Having given an overview of his more recent work, Downes considers the impact Aldeburgh’s most famous resident had on his musical development. “We used to sing loads of Britten at Norwich Cathedral. We sang the Missa Brevis, and I remember productions of works like Noye’s Fludde, and loads of the choral works at the Norfolk & Norwich Festival. We would also work with contemporary composers on commissions for the choir. It was a huge learning curve for me with the pretty modern stuff we used to sing, like Arvo Pärt and John Tavener. It was especially noticeable in a service as right after their music you would sing some Palestrina, and jump back hundreds of years in the process. That would be a big deal in a concert, but not in a church service, where they often sit together. The musical aesthetics can connect but the text connects as well.”
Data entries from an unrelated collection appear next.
use crate::{
    block::{BlockId, Terminator},
    callsite::CallSiteId,
    class::ClassId,
    entity::EntityId,
    function::FunctionBody,
    instructions::{Callee, Instruction, RuntimeHelper},
    program::Program,
    types::Type,
    values::Value,
    OoError, Result,
};

/// Result of emitting a call: the value it produces and the site it was registered under.
#[derive(Debug, Clone, PartialEq)]
pub struct CallSite {
    pub result: Option<Value>,
    pub site: CallSiteId,
}

pub struct BlockBuilder<'a> {
    pub block_id: BlockId,
    body: &'a mut FunctionBody,
    program: &'a mut Program,
}

impl<'a> BlockBuilder<'a> {
    pub fn new(block_id: BlockId, body: &'a mut FunctionBody, program: &'a mut Program) -> Self {
        body.ensure_block(block_id);
        Self {
            block_id,
            body,
            program,
        }
    }

    fn push_instruction(&mut self, inst: Instruction) {
        self.body.ensure_block(self.block_id).add_instruction(inst);
    }

    pub fn block_id(&self) -> BlockId {
        self.block_id
    }

    pub fn new_temp(&mut self) -> Value {
        self.body.new_temp()
    }

    pub fn add(&mut self, left: Value, right: Value, ty: Type) -> Value {
        let result = self.new_temp();
        self.push_instruction(Instruction::Add {
            result: result.clone(),
            left,
            right,
            ty,
        });
        result
    }

    pub fn sub(&mut self, left: Value, right: Value, ty: Type) -> Value {
        let result = self.new_temp();
        self.push_instruction(Instruction::Sub {
            result: result.clone(),
            left,
            right,
            ty,
        });
        result
    }

    pub fn mul(&mut self, left: Value, right: Value, ty: Type) -> Value {
        let result = self.new_temp();
        self.push_instruction(Instruction::Mul {
            result: result.clone(),
            left,
            right,
            ty,
        });
        result
    }

    pub fn eq(&mut self, left: Value, right: Value) -> Value {
        let result = self.new_temp();
        self.push_instruction(Instruction::Eq {
            result: result.clone(),
            left,
            right,
        });
        result
    }

    pub fn copy(&mut self, value: Value) -> Value {
        let result = self.new_temp();
        self.push_instruction(Instruction::Copy {
            result: result.clone(),
            value,
        });
        result
    }

    pub fn load(&mut self, address: Value, ty: Type) -> Value {
        let result = self.new_temp();
        self.push_instruction(Instruction::Load {
            result: result.clone(),
            address,
            ty,
        });
        result
    }

    pub fn store(&mut self, address: Value, value: Value, ty: Type) {
        self.push_instruction(Instruction::Store { address, value, ty });
    }

    pub fn address_of(&mut self, entity: EntityId) -> Value {
        let result = self.new_temp();
        self.push_instruction(Instruction::AddressOf {
            result: result.clone(),
            entity,
        });
        result
    }

    pub fn member(&mut self, object: Value, field: EntityId) -> Value {
        let result = self.new_temp();
        self.push_instruction(Instruction::Member {
            result: result.clone(),
            object,
            field,
        });
        result
    }

    pub fn offset(&mut self, base: Value, offset: i64) -> Value {
        let result = self.new_temp();
        self.push_instruction(Instruction::Offset {
            result: result.clone(),
            base,
            offset,
        });
        result
    }

    pub fn size_of(&mut self, class: ClassId) -> Value {
        let result = self.new_temp();
        self.push_instruction(Instruction::SizeOf {
            result: result.clone(),
            class,
        });
        result
    }

    pub fn alloc(&mut self, class: ClassId) -> Value {
        let result = self.new_temp();
        self.push_instruction(Instruction::Alloc {
            result: result.clone(),
            class,
        });
        result
    }

    pub fn alloc_array(&mut self, element: Type, count: Value) -> Value {
        let result = self.new_temp();
        self.push_instruction(Instruction::AllocArray {
            result: result.clone(),
            element,
            count,
        });
        result
    }

    pub fn array_length(&mut self, array: Value) -> Value {
        let result = self.new_temp();
        self.push_instruction(Instruction::ArrayLength {
            result: result.clone(),
            array,
        });
        result
    }

    pub fn instance_of(&mut self, object: Value, class: ClassId) -> Value {
        let result = self.new_temp();
        self.push_instruction(Instruction::InstanceOf {
            result: result.clone(),
            object,
            class,
        });
        result
    }

    fn call(&mut self, callee: Callee, args: Vec<Value>, has_result: bool) -> CallSite {
        let result = has_result.then(|| self.new_temp());
        let site = self.program.new_call_site();
        self.push_instruction(Instruction::Call {
            result: result.clone(),
            callee,
            args,
            site,
        });
        CallSite { result, site }
    }

    fn returns_value(&self, entity: EntityId) -> bool {
        self.program
            .entity(entity)
            .signature()
            .map(|sig| sig.has_result())
            .unwrap_or(false)
    }

    /// Direct call to `entity`.
    pub fn call_static(&mut self, entity: EntityId, args: Vec<Value>) -> CallSite {
        let has_result = self.returns_value(entity);
        self.call(Callee::Static(entity), args, has_result)
    }

    /// Method call dispatched on the receiver in `args[0]`.
    pub fn call_method(&mut self, method: EntityId, args: Vec<Value>) -> CallSite {
        let has_result = self.returns_value(method);
        self.call(Callee::Dynamic(method), args, has_result)
    }

    pub fn call_indirect(&mut self, target: Value, args: Vec<Value>, has_result: bool) -> CallSite {
        self.call(Callee::Indirect(target), args, has_result)
    }

    pub fn call_runtime(&mut self, helper: RuntimeHelper, args: Vec<Value>, has_result: bool) -> Option<Value> {
        let result = has_result.then(|| self.new_temp());
        self.push_instruction(Instruction::CallRuntime {
            result: result.clone(),
            helper,
            args,
        });
        result
    }

    pub fn jump(&mut self, target: BlockId) -> Result<()> {
        self.seal_with_terminator(Terminator::Jump(target))
    }

    pub fn branch(&mut self, condition: Value, then_block: BlockId, else_block: BlockId) -> Result<()> {
        self.seal_with_terminator(Terminator::Branch {
            condition,
            then_block,
            else_block,
        })
    }

    pub fn return_value(&mut self, value: Value) -> Result<()> {
        self.seal_with_terminator(Terminator::Return(Some(value)))
    }

    pub fn return_void(&mut self) -> Result<()> {
        self.seal_with_terminator(Terminator::Return(None))
    }

    pub fn unreachable(&mut self) -> Result<()> {
        self.seal_with_terminator(Terminator::Unreachable)
    }

    pub fn is_sealed(&mut self) -> bool {
        self.body.ensure_block(self.block_id).is_terminated()
    }

    pub fn seal_with_terminator(&mut self, terminator: Terminator) -> Result<()> {
        let block = self.body.ensure_block(self.block_id);
        if block.is_terminated() {
            return Err(OoError::BuilderError(format!(
                "Block {} is already terminated",
                self.block_id
            )));
        }
        block.set_terminator(terminator);
        Ok(())
    }
}
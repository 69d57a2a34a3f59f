use crate::instructions::Instruction;
use crate::values::Value;
use serde::{Deserialize, Serialize};

#[derive(Debug, Clone, Copy, PartialEq, Eq, Hash, PartialOrd, Ord, Serialize, Deserialize)]
pub struct BlockId(pub u32);

impl std::fmt::Display for BlockId {
    fn fmt(&self, f: &mut std::fmt::Formatter<'_>) -> std::fmt::Result {
        write!(f, "block{}", self.0)
    }
}

#[derive(Debug, Clone, Serialize, Deserialize)]
pub struct BasicBlock {
    pub id: BlockId,
    pub instructions: Vec<Instruction>,
    pub terminator: Terminator,
}

impl BasicBlock {
    pub fn new(id: BlockId) -> Self {
        Self {
            id,
            instructions: Vec::new(),
            terminator: Terminator::Invalid,
        }
    }

    pub fn add_instruction(&mut self, inst: Instruction) {
        self.instructions.push(inst);
    }

    pub fn set_terminator(&mut self, term: Terminator) {
        self.terminator = term;
    }

    pub fn is_terminated(&self) -> bool {
        !matches!(self.terminator, Terminator::Invalid)
    }

    pub fn successors(&self) -> Vec<BlockId> {
        self.terminator.successors()
    }
}

#[derive(Debug, Clone, PartialEq, Serialize, Deserialize)]
pub enum Terminator {
    Jump(BlockId),
    Branch {
        condition: Value,
        then_block: BlockId,
        else_block: BlockId,
    },
    Return(Option<Value>),
    Unreachable,
    Invalid,
}

impl Terminator {
    pub fn successors(&self) -> Vec<BlockId> {
        match self {
            Terminator::Jump(target) => vec![*target],
            Terminator::Branch {
                then_block,
                else_block,
                ..
            } => vec![*then_block, *else_block],
            _ => Vec::new(),
        }
    }

    pub fn is_return(&self) -> bool {
        matches!(self, Terminator::Return(_))
    }
}
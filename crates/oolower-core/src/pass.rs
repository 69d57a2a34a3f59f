use crate::instructions::Instruction;
use crate::lowering::LoweringReport;
use crate::program::Program;
use crate::rta::{RtaOptions, RtaReport};
use crate::session::OoSession;
use anyhow::{Context, Result};
use std::time::{Duration, Instant};

pub trait Pass: Send + Sync {
    fn name(&self) -> &'static str;

    fn description(&self) -> &'static str {
        "No description provided"
    }

    fn run_on_program(&mut self, program: &mut Program, session: &mut OoSession) -> Result<()>;

    fn modifies_ir(&self) -> bool {
        false
    }

    fn as_any(&self) -> &dyn std::any::Any;

    fn as_any_mut(&mut self) -> &mut dyn std::any::Any;
}

#[derive(Debug, Clone)]
pub struct PassStatistics {
    pub name: String,
    pub duration: Duration,
}

pub struct PassManager {
    passes: Vec<Box<dyn Pass>>,
    statistics: Vec<PassStatistics>,
    collect_stats: bool,
}

impl PassManager {
    pub fn new() -> Self {
        Self {
            passes: Vec::new(),
            statistics: Vec::new(),
            collect_stats: false,
        }
    }

    pub fn enable_statistics(&mut self) {
        self.collect_stats = true;
    }

    pub fn register_pass<P: Pass + 'static>(&mut self, pass: P) {
        self.passes.push(Box::new(pass));
    }

    pub fn run_all(&mut self, program: &mut Program, session: &mut OoSession) -> Result<()> {
        for pass in self.passes.iter_mut() {
            let start = self.collect_stats.then(Instant::now);

            tracing::debug!(target: "passes", pass = pass.name(), "running pass");
            pass.run_on_program(program, session)
                .with_context(|| format!("pass '{}' failed on {}", pass.name(), program.name))?;

            if let Some(start) = start {
                self.statistics.push(PassStatistics {
                    name: pass.name().to_string(),
                    duration: start.elapsed(),
                });
            }
        }

        Ok(())
    }

    pub fn statistics(&self) -> &[PassStatistics] {
        &self.statistics
    }

    pub fn get_pass<P: Pass + 'static>(&self) -> Option<&P> {
        self.passes
            .iter()
            .find_map(|pass| pass.as_any().downcast_ref::<P>())
    }

    pub fn get_pass_mut<P: Pass + 'static>(&mut self) -> Option<&mut P> {
        self.passes
            .iter_mut()
            .find_map(|pass| pass.as_any_mut().downcast_mut::<P>())
    }

    pub fn pass_names(&self) -> Vec<&'static str> {
        self.passes.iter().map(|pass| pass.name()).collect()
    }
}

impl Default for PassManager {
    fn default() -> Self {
        Self::new()
    }
}

/// Rewrites OO operations using the session's registry and policy.
#[derive(Debug, Default)]
pub struct LoweringPass {
    report: Option<LoweringReport>,
}

impl LoweringPass {
    pub fn new() -> Self {
        Self::default()
    }

    pub fn report(&self) -> Option<&LoweringReport> {
        self.report.as_ref()
    }
}

impl Pass for LoweringPass {
    fn name(&self) -> &'static str {
        "oo-lowering"
    }

    fn description(&self) -> &'static str {
        "Lowers method calls, allocations and type tests to plain memory operations"
    }

    fn run_on_program(&mut self, program: &mut Program, session: &mut OoSession) -> Result<()> {
        self.report = Some(session.lower_program(program)?);
        Ok(())
    }

    fn modifies_ir(&self) -> bool {
        true
    }

    fn as_any(&self) -> &dyn std::any::Any {
        self
    }

    fn as_any_mut(&mut self) -> &mut dyn std::any::Any {
        self
    }
}

/// Rapid type analysis followed by devirtualization of single-target calls.
#[derive(Debug)]
pub struct DevirtualizationPass {
    options: RtaOptions,
    report: Option<RtaReport>,
}

impl DevirtualizationPass {
    pub fn new(options: RtaOptions) -> Self {
        Self {
            options,
            report: None,
        }
    }

    pub fn report(&self) -> Option<&RtaReport> {
        self.report.as_ref()
    }
}

impl Pass for DevirtualizationPass {
    fn name(&self) -> &'static str {
        "rta-devirtualize"
    }

    fn description(&self) -> &'static str {
        "Turns dynamically bound calls with a single live target into direct calls"
    }

    fn run_on_program(&mut self, program: &mut Program, session: &mut OoSession) -> Result<()> {
        self.report = Some(session.devirtualize(program, &self.options)?);
        Ok(())
    }

    fn modifies_ir(&self) -> bool {
        true
    }

    fn as_any(&self) -> &dyn std::any::Any {
        self
    }

    fn as_any_mut(&mut self) -> &mut dyn std::any::Any {
        self
    }
}

/// Fails when any graph still contains an operation that only exists before lowering.
#[derive(Debug, Default)]
pub struct VerifyLoweredPass;

impl Pass for VerifyLoweredPass {
    fn name(&self) -> &'static str {
        "verify-lowered"
    }

    fn description(&self) -> &'static str {
        "Checks that no method calls, allocations or type tests survived lowering"
    }

    fn run_on_program(&mut self, program: &mut Program, _session: &mut OoSession) -> Result<()> {
        for function in program.functions() {
            for block in function.body.blocks.values() {
                if let Some(inst) = block.instructions.iter().find(|inst| inst.is_object_operation()) {
                    anyhow::bail!(
                        "{} in {} of {} was not lowered",
                        inst_name(inst),
                        block.id,
                        program.entity(function.entity).ld_name
                    );
                }
            }
        }
        Ok(())
    }

    fn as_any(&self) -> &dyn std::any::Any {
        self
    }

    fn as_any_mut(&mut self) -> &mut dyn std::any::Any {
        self
    }
}

fn inst_name(inst: &Instruction) -> &'static str {
    match inst {
        Instruction::Alloc { .. } => "new",
        Instruction::AllocArray { .. } => "newarray",
        Instruction::ArrayLength { .. } => "arraylength",
        Instruction::InstanceOf { .. } => "instanceof",
        Instruction::SizeOf { .. } => "sizeof",
        Instruction::Member { .. } => "member",
        Instruction::Call { .. } => "call.dynamic",
        _ => "instruction",
    }
}

#[cfg(test)]
mod tests {
    use super::*;
    use crate::builder::ProgramBuilder;
    use crate::types::{MethodType, Type};
    use crate::values::Value;

    fn sample() -> (Program, OoSession) {
        let mut builder = ProgramBuilder::new("passes");
        let mut class = builder.class("A");
        let a = class.id();
        let get = class.method("get", MethodType::new(vec![Type::Class(a)], vec![Type::Int(32)]));
        let main = builder.global_function("main", MethodType::new(vec![], vec![Type::Int(32)]));

        let mut f = builder.function(get).unwrap();
        f.entry_block().return_value(Value::int(1)).unwrap();
        f.build().unwrap();

        let mut f = builder.function(main).unwrap();
        let mut entry = f.entry_block();
        let obj = entry.alloc(a);
        let call = entry.call_method(get, vec![obj]);
        entry.return_value(call.result.unwrap()).unwrap();
        f.build().unwrap();

        builder.finish()
    }

    #[test]
    fn passes_run_in_registration_order() {
        let (mut program, mut session) = sample();
        let main = program.entity_by_ld_name("main").unwrap();

        let mut manager = PassManager::new();
        manager.enable_statistics();
        manager.register_pass(DevirtualizationPass::new(RtaOptions::new(vec![main])));
        manager.register_pass(LoweringPass::new());
        manager.register_pass(VerifyLoweredPass);
        manager.run_all(&mut program, &mut session).unwrap();

        assert_eq!(
            manager.pass_names(),
            vec!["rta-devirtualize", "oo-lowering", "verify-lowered"]
        );
        assert_eq!(manager.statistics().len(), 3);

        let rta = manager.get_pass::<DevirtualizationPass>().unwrap().report().unwrap();
        assert_eq!(rta.devirtualized, 1);

        let lowering = manager.get_pass::<LoweringPass>().unwrap().report().unwrap();
        assert_eq!(lowering.static_calls, 1);
        assert_eq!(lowering.dynamic_calls, 0);
        assert_eq!(lowering.allocations, 1);
    }

    #[test]
    fn verify_rejects_unlowered_program() {
        let (mut program, mut session) = sample();
        let mut manager = PassManager::new();
        manager.register_pass(VerifyLoweredPass);

        let err = manager.run_all(&mut program, &mut session).unwrap_err();
        assert!(format!("{:#}", err).contains("was not lowered"));
    }

    #[test]
    fn lowering_twice_fails() {
        let (mut program, mut session) = sample();
        let mut manager = PassManager::new();
        manager.register_pass(LoweringPass::new());
        manager.register_pass(LoweringPass::new());

        let err = manager.run_all(&mut program, &mut session).unwrap_err();
        assert!(format!("{:#}", err).contains("already been lowered"));
    }
}
/*! Fluent API for constructing programs.
 *
 * Wiring classes, members, override edges and graphs by hand means juggling ids across the
 * program and the registry. `ProgramBuilder` owns both and hands out scoped builders for
 * classes and method bodies.
 */

pub mod block_builder;
pub mod class_builder;
pub mod function_builder;

pub use block_builder::{BlockBuilder, CallSite};
pub use class_builder::ClassBuilder;
pub use function_builder::FunctionBuilder;

use crate::class::ClassId;
use crate::entity::{EntityId, Owner};
use crate::program::Program;
use crate::session::OoSession;
use crate::types::MethodType;
use crate::{OoError, Result};

pub struct ProgramBuilder {
    program: Program,
    session: OoSession,
}

impl ProgramBuilder {
    pub fn new(name: &str) -> Self {
        Self::with_session(name, OoSession::new())
    }

    pub fn with_session(name: &str, session: OoSession) -> Self {
        Self {
            program: Program::new(name),
            session,
        }
    }

    pub fn class(&mut self, name: &str) -> ClassBuilder<'_> {
        let class = self.program.add_class(name);
        ClassBuilder::new(class, &mut self.program, self.session.registry_mut())
    }

    pub fn interface(&mut self, name: &str) -> ClassBuilder<'_> {
        let mut builder = self.class(name);
        builder.interface();
        builder
    }

    /// Reopens a class created earlier.
    pub fn class_builder(&mut self, class: ClassId) -> ClassBuilder<'_> {
        ClassBuilder::new(class, &mut self.program, self.session.registry_mut())
    }

    /// Declares a function in the global scope.
    pub fn global_function(&mut self, name: &str, signature: MethodType) -> EntityId {
        self.program.add_method(Owner::Global, name, signature)
    }

    /// Starts the graph of a method or global function.
    pub fn function(&mut self, entity: EntityId) -> Result<FunctionBuilder<'_>> {
        let signature = self
            .program
            .try_entity(entity)?
            .signature()
            .cloned()
            .ok_or_else(|| {
                OoError::BuilderError(format!(
                    "{} is not a method",
                    self.program.entity(entity).ld_name
                ))
            })?;
        if self.program.has_graph(entity) {
            return Err(OoError::BuilderError(format!(
                "{} already has a graph",
                self.program.entity(entity).ld_name
            )));
        }
        Ok(FunctionBuilder::new(entity, signature, &mut self.program))
    }

    pub fn program(&self) -> &Program {
        &self.program
    }

    pub fn program_mut(&mut self) -> &mut Program {
        &mut self.program
    }

    pub fn session(&self) -> &OoSession {
        &self.session
    }

    pub fn session_mut(&mut self) -> &mut OoSession {
        &mut self.session
    }

    pub fn finish(self) -> (Program, OoSession) {
        (self.program, self.session)
    }
}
Downes agrees that, perhaps like Britten, the textures and sounds of his music offer a link with nature and the outdoors. “I love it myself, so I guess it will come out somehow! I love walking, and being outdoors generally. Our work for the new album involved travelling around rural parts of East Anglia and being outdoors, so I captured lots of field recordings outside the churches where we were recording the organs. We would take things like farming mechanisms and sounds that were important to the location, and put them into the music. If a bell went off we wouldn’t work around it, we’d keep it in. We would be mastering in full so it was never exactly what happened but similar to what Werner Herzog does. You can exaggerate things that feel more truthful, if that makes sense!”

The press release for Dreamlife Of Debris describes the field recordings as ‘deteriorated’. “I think that was already done by our sample rate conversion!”, he jokes. “I was very influenced by William Basinski, who on his Disintegration Loops would leave orchestral loops on a tape machine that would warp and turn into nothing. Some of the recordings were made on cassette recorders. What the ‘deteriorated’ description really talks about is the feeling of everything we were capturing being in a state of slow decline, in an emotional way too. In that part of the world there are those things that have been left to fall apart slightly. With the organs they are historical instruments, and in some examples the community instrument. The whole way the organ is paid for is congregational, through raising money in the community, and it’s very symbolic when that starts fading away”.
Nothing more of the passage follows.